======== Records for this exercise ========

// Cross-cutting prompt fragments. Each module that talks to the LLM
// keeps its own prompts.rs next to its code; this file holds the pieces
// they share.

/// System prompt fragment that enforces JSON-only output.
pub const JSON_ONLY_SYSTEM: &str = "You MUST respond with valid JSON only. \
    Do NOT include any text outside the JSON object. \
    Do NOT use markdown code fences. \
    Do NOT include explanations or apologies.";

========

§ **Task description**:
From the records above, return each line that includes "only".

§ **Your solution**:
/// System prompt fragment that enforces JSON-only output.
pub const JSON_ONLY_SYSTEM: &str = "You MUST respond with valid JSON only. \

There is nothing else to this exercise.